Synthetic data project attracts multinational corporation to Alberta
By
Hiba Kamal-Choufi
in the
Health Innovation Roundup
A project aiming to demonstrate how synthetic data can be useful for the healthcare industry has gained a new partner in Merck Canada, a Quebec-based pharmaceutical company.
Health City and its partners have been working on the Synthetic Data project since last fall — which it says is the first of its kind in Canada. Merck Canada's engagement also marks the first time a multinational corporation has invested in a synthetic data project in Alberta.
Synthetic data is information that is artificially generated using algorithms. Synthetic databases don't use real patient health information, which Health City CEO Reg Joseph said is important because these databases can be shared freely among innovators and researchers without raising patient privacy concerns.
"Before we engaged the project with Merck Canada, we actually launched an academic version of the project. We were able to demonstrate that we could create a synthetic database, prove that it's useful and that the data was safe," Joseph told Taproot.
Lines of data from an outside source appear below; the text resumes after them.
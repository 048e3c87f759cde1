//! Offline demo: run the pipeline over a captured scrape and print the report.
//!
//! REPORT_FIXTURE_PATH  fixture to read (default fixtures/sample_scrape.json)
//! REPORT_FORMAT        json | csv (default json)

use std::path::PathBuf;

use anyhow::Context;
use social_digest::{export, logging, scrape::FixtureScraper, PipelineConfig};

const DEFAULT_FIXTURE: &str = "fixtures/sample_scrape.json";

#[tokio::main]
async fn main() -> anyhow::Result<()> {
    let _ = dotenvy::dotenv();
    logging::init_tracing();

    let path = std::env::var("REPORT_FIXTURE_PATH")
        .map(PathBuf::from)
        .unwrap_or_else(|_| PathBuf::from(DEFAULT_FIXTURE));
    let scraper = FixtureScraper::from_path(&path)?;
    let config = PipelineConfig::load_default().context("loading pipeline config")?;

    let report =
        social_digest::scrape_and_report(&scraper, &scraper.categories(), config, "demo").await;

    let format = std::env::var("REPORT_FORMAT").unwrap_or_default();
    if format.eq_ignore_ascii_case("csv") {
        print!("{}", export::to_csv(&report));
    } else {
        println!("{}", export::to_json_pretty(&report)?);
    }
    Ok(())
}
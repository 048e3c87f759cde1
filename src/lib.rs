// src/lib.rs
// Public library surface for the binaries and integration tests.

pub mod config;
pub mod raw;
pub mod post;

// Pipeline stages, leaf-first
pub mod normalize;
pub mod validate;
pub mod dedup;
pub mod scoring;
pub mod report;
pub mod pipeline;

// Boundaries: scrapers in, serializers / HTTP out
pub mod scrape;
pub mod export;
pub mod api;
pub mod metrics;
pub mod logging;

// ---- Re-exports for stable public API ----
pub use crate::api::router;
pub use crate::config::{PipelineConfig, ScoreWeights};
pub use crate::normalize::Normalizer;
pub use crate::pipeline::Pipeline;
pub use crate::post::{Author, Engagement, Post};
pub use crate::raw::{RawRecord, SourceFamily};
pub use crate::report::{build_report, Report};
pub use crate::scoring::{Scorer, Scores};
pub use crate::scrape::{CategoryBatch, Scraper};
pub use crate::validate::{Rejection, ValidationRules, Validator};

use tracing::info;

/// Scrape every category through `scraper` and run the pipeline over the
/// combined result.
///
/// ```ignore
/// let scraper = social_digest::scrape::FixtureScraper::from_path("fixtures/sample_scrape.json".as_ref())?;
/// let report = social_digest::scrape_and_report(&scraper, &scraper.categories(), PipelineConfig::default(), "daily").await;
/// ```
pub async fn scrape_and_report(
    scraper: &dyn Scraper,
    categories: &[String],
    config: PipelineConfig,
    name: &str,
) -> Report {
    let batches = scrape::collect(scraper, categories).await;
    info!(scraper = scraper.name(), categories = categories.len(), "scrape finished");
    Pipeline::new(config).run(batches, name)
}
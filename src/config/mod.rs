// src/config/mod.rs
//! Pipeline configuration.
//!
//! Every key is optional; missing keys take the documented defaults
//! (`min_title_length = 10`, `min_engagement_floor = 1`,
//! `trending_window_days = 2`, `top_n = 10`).

pub mod weights;

use anyhow::{anyhow, Context, Result};
use serde::{Deserialize, Serialize};
use std::fs;
use std::path::{Path, PathBuf};

pub use weights::ScoreWeights;

use crate::report::ReportOptions;
use crate::scoring::Scorer;
use crate::validate::ValidationRules;

pub const ENV_CONFIG_PATH: &str = "PIPELINE_CONFIG_PATH";
pub const DEFAULT_TOML_PATH: &str = "config/pipeline.toml";
pub const DEFAULT_JSON_PATH: &str = "config/pipeline.json";

#[derive(Debug, Clone, PartialEq, Serialize, Deserialize)]
#[serde(default)]
pub struct PipelineConfig {
    #[serde(alias = "minTitleLength")]
    pub min_title_length: usize,
    #[serde(alias = "minEngagementFloor")]
    pub min_engagement_floor: u64,
    #[serde(alias = "trendingWindowDays")]
    pub trending_window_days: u32,
    #[serde(alias = "topN")]
    pub top_n: usize,
    pub weights: ScoreWeights,
}

impl Default for PipelineConfig {
    fn default() -> Self {
        Self {
            min_title_length: 10,
            min_engagement_floor: 1,
            trending_window_days: 2,
            top_n: 10,
            weights: ScoreWeights::default(),
        }
    }
}

impl PipelineConfig {
    pub fn validation_rules(&self) -> ValidationRules {
        ValidationRules {
            min_title_length: self.min_title_length,
            min_engagement_floor: self.min_engagement_floor,
        }
    }

    pub fn scorer(&self) -> Scorer {
        Scorer::new(self.weights, self.trending_window_days)
    }

    pub fn report_options(&self) -> ReportOptions {
        ReportOptions {
            top_n: self.top_n,
            trending_window_days: self.trending_window_days,
        }
    }

    /// Load from an explicit path. Supports TOML or JSON.
    pub fn load_from(path: &Path) -> Result<Self> {
        let content = fs::read_to_string(path)
            .with_context(|| format!("reading pipeline config from {}", path.display()))?;
        let ext = path
            .extension()
            .and_then(|s| s.to_str())
            .unwrap_or_default()
            .to_ascii_lowercase();
        parse_config(&content, ext.as_str())
            .with_context(|| format!("parsing pipeline config {}", path.display()))
    }

    /// Load using env var + fallbacks:
    /// 1) $PIPELINE_CONFIG_PATH
    /// 2) config/pipeline.toml
    /// 3) config/pipeline.json
    /// 4) built-in defaults
    pub fn load_default() -> Result<Self> {
        if let Ok(p) = std::env::var(ENV_CONFIG_PATH) {
            let pb = PathBuf::from(p);
            if pb.exists() {
                return Self::load_from(&pb);
            }
            return Err(anyhow!("{ENV_CONFIG_PATH} points to non-existent path"));
        }
        for p in [DEFAULT_TOML_PATH, DEFAULT_JSON_PATH] {
            let pb = PathBuf::from(p);
            if pb.exists() {
                return Self::load_from(&pb);
            }
        }
        Ok(Self::default())
    }

    fn sanitized(mut self) -> Self {
        self.weights = self.weights.sanitized();
        self
    }
}

fn parse_config(s: &str, hint_ext: &str) -> Result<PipelineConfig> {
    let cfg = match hint_ext {
        "toml" => toml::from_str::<PipelineConfig>(s)?,
        "json" => serde_json::from_str::<PipelineConfig>(s)?,
        _ => match serde_json::from_str::<PipelineConfig>(s) {
            Ok(c) => c,
            Err(_) => toml::from_str::<PipelineConfig>(s)
                .map_err(|e| anyhow!("unsupported pipeline config format: {e}"))?,
        },
    };
    Ok(cfg.sanitized())
}

#[cfg(test)]
mod tests {
    use super::*;
    use std::{env, fs};

    #[test]
    fn toml_and_json_formats_work() {
        let toml = r#"
            min_title_length = 5
            top_n = 3

            [weights]
            comment = 4.0
        "#;
        let c = parse_config(toml, "toml").unwrap();
        assert_eq!(c.min_title_length, 5);
        assert_eq!(c.top_n, 3);
        assert_eq!(c.min_engagement_floor, 1);
        assert_eq!(c.trending_window_days, 2);
        assert_eq!(c.weights.comment, 4.0);
        assert_eq!(c.weights.upvote, 2.0);

        let json = r#"{"minEngagementFloor": 5, "trendingWindowDays": 7}"#;
        let c = parse_config(json, "").unwrap();
        assert_eq!(c.min_engagement_floor, 5);
        assert_eq!(c.trending_window_days, 7);
        assert_eq!(c.min_title_length, 10);
    }

    #[test]
    fn garbage_is_an_error() {
        assert!(parse_config("not = [valid", "").is_err());
    }

    #[serial_test::serial]
    #[test]
    fn default_uses_env_then_fallbacks() {
        // isolate CWD so the repo's own config/ does not interfere
        let old = env::current_dir().unwrap();
        let tmp = tempfile::tempdir().unwrap();
        env::set_current_dir(tmp.path()).unwrap();
        env::remove_var(ENV_CONFIG_PATH);

        assert_eq!(PipelineConfig::load_default().unwrap(), PipelineConfig::default());

        fs::create_dir_all("config").unwrap();
        fs::write(DEFAULT_JSON_PATH, r#"{"top_n": 4}"#).unwrap();
        assert_eq!(PipelineConfig::load_default().unwrap().top_n, 4);

        fs::write(DEFAULT_TOML_PATH, "top_n = 6").unwrap();
        assert_eq!(PipelineConfig::load_default().unwrap().top_n, 6);

        // env wins
        let p = tmp.path().join("custom.json");
        fs::write(&p, r#"{"top_n": 9}"#).unwrap();
        env::set_var(ENV_CONFIG_PATH, p.display().to_string());
        assert_eq!(PipelineConfig::load_default().unwrap().top_n, 9);

        env::set_var(ENV_CONFIG_PATH, tmp.path().join("missing.toml"));
        assert!(PipelineConfig::load_default().is_err());
        env::remove_var(ENV_CONFIG_PATH);

        env::set_current_dir(&old).unwrap();
    }
}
"Positioning Edmonton as sort of the first mover on this is interesting because it lends itself now towards more industrial relationships in the health sector if we can be one of the first jurisdictions to demonstrate how to use data safely in this kind of environment."
The project is a collaboration between Health City, the School of Public Health at the University of Alberta, the Insitute of Health Economics (IHE), Alberta Innovates, and Replica Analytics.